*** INPUT ***

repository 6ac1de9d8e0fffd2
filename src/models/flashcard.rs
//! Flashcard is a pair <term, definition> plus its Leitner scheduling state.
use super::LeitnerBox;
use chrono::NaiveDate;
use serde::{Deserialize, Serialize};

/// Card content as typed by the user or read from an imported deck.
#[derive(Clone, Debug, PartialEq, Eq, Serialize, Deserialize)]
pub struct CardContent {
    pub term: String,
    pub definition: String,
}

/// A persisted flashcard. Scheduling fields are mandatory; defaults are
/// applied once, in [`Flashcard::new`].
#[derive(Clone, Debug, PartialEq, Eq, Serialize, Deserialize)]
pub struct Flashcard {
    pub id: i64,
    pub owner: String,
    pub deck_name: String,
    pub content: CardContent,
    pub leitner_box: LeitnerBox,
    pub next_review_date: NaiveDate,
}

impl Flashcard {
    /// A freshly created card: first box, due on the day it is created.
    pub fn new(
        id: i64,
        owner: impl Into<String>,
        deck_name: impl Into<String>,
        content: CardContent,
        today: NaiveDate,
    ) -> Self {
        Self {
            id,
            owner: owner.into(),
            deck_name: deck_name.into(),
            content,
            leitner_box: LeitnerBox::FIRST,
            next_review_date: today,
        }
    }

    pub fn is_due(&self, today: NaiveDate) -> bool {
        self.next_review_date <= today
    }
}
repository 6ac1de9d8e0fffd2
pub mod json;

*** End of INPUT ***

EXERCISE AIM
Word for word, restate all of the entries.

TASK ANSWER
repository 6ac1de9d8e0fffd2
filename src/models/flashcard.rs
//! Flashcard is a pair <term, definition> plus its Leitner scheduling state.
use super::LeitnerBox;
use chrono::NaiveDate;
use serde::{Deserialize, Serialize};

/// Card content as typed by the user or read from an imported deck.
#[derive(Clone, Debug, PartialEq, Eq, Serialize, Deserialize)]
pub struct CardContent {
    pub term: String,
    pub definition: String,
}

/// A persisted flashcard. Scheduling fields are mandatory; defaults are
/// applied once, in [`Flashcard::new`].
#[derive(Clone, Debug, PartialEq, Eq, Serialize, Deserialize)]
pub struct Flashcard {
    pub id: i64,
    pub owner: String,
    pub deck_name: String,
    pub content: CardContent,
    pub leitner_box: LeitnerBox,
    pub next_review_date: NaiveDate,
}

impl Flashcard {
    /// A freshly created card: first box, due on the day it is created.
    pub fn new(
        id: i64,
        owner: impl Into<String>,
        deck_name: impl Into<String>,
        content: CardContent,
        today: NaiveDate,
    ) -> Self {
        Self {
            id,
            owner: owner.into(),
            deck_name: deck_name.into(),
            content,
            leitner_box: LeitnerBox::FIRST,
            next_review_date: today,
        }
    }

    pub fn is_due(&self, today: NaiveDate) -> bool {
        self.next_review_date <= today
    }
}
repository 6ac1de9d8e0fffd2
pub mod json;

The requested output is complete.